┌─ Supplied data

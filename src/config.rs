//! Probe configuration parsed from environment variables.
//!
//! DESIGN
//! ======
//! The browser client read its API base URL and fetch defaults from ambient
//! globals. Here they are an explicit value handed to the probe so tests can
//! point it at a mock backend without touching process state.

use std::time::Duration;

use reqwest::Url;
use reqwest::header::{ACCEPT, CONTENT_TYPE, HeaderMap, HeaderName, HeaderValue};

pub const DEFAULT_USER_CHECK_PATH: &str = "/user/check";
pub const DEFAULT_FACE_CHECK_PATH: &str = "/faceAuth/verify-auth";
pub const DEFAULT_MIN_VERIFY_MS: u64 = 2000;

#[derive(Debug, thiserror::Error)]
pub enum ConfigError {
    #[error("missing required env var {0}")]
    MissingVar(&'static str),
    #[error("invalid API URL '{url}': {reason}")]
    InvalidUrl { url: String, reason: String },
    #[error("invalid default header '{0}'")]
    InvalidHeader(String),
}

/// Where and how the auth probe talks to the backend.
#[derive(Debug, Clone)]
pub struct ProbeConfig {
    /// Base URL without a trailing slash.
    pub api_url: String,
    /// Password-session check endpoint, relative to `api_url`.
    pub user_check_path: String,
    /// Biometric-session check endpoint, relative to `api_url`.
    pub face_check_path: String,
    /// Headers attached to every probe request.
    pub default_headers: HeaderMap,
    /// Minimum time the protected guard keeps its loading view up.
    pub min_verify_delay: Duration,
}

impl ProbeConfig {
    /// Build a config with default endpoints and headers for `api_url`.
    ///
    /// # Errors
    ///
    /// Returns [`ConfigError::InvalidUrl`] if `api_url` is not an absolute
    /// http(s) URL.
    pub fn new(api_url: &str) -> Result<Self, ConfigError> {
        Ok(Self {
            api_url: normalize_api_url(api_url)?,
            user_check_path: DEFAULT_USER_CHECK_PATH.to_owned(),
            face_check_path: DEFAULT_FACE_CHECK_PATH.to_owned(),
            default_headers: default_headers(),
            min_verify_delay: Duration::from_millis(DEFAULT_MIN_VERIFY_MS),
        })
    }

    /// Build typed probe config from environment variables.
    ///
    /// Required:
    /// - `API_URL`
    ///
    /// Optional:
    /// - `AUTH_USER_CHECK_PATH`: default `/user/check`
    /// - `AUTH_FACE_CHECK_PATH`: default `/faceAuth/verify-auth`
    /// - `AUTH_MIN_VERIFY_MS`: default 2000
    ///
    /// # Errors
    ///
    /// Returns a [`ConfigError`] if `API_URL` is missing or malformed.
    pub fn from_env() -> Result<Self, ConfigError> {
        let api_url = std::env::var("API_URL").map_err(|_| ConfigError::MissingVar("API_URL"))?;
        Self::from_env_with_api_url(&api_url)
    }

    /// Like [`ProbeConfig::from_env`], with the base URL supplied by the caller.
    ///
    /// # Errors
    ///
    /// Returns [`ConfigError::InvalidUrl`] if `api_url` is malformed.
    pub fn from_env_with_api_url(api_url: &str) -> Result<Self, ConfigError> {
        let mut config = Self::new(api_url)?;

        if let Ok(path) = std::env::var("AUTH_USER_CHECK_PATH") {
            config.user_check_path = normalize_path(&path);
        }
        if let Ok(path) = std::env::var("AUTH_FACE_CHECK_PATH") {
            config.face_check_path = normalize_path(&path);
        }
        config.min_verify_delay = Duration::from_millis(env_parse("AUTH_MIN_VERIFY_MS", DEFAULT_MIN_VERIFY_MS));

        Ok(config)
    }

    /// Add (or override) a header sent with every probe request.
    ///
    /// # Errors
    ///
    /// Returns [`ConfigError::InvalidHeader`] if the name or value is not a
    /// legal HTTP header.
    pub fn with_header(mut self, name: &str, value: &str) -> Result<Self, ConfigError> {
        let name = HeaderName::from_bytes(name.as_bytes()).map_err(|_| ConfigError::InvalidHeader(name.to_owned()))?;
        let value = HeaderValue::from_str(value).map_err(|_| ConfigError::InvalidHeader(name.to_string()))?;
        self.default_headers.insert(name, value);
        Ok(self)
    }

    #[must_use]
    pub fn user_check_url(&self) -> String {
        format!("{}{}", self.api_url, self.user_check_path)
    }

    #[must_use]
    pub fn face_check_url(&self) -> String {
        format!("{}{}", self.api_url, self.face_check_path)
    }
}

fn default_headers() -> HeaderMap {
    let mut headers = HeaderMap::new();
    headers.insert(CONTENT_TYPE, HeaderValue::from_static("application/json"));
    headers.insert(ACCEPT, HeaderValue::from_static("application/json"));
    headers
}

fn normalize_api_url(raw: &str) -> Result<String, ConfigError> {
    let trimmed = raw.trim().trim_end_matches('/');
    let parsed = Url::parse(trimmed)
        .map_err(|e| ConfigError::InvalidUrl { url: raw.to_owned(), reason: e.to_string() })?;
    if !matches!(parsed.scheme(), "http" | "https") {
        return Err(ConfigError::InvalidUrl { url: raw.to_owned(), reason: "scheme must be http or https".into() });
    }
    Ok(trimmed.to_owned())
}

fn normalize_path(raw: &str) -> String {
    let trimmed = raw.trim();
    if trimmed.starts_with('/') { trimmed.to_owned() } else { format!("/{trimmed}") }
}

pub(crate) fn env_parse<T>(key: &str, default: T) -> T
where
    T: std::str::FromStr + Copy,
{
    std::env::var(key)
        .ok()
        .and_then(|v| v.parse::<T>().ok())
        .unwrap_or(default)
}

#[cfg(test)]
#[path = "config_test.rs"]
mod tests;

└─

▶ Activity: From the entries above, select each line containing the string "environment".

▶ Finished task:
//! Probe configuration parsed from environment variables.
    /// Build typed probe config from environment variables.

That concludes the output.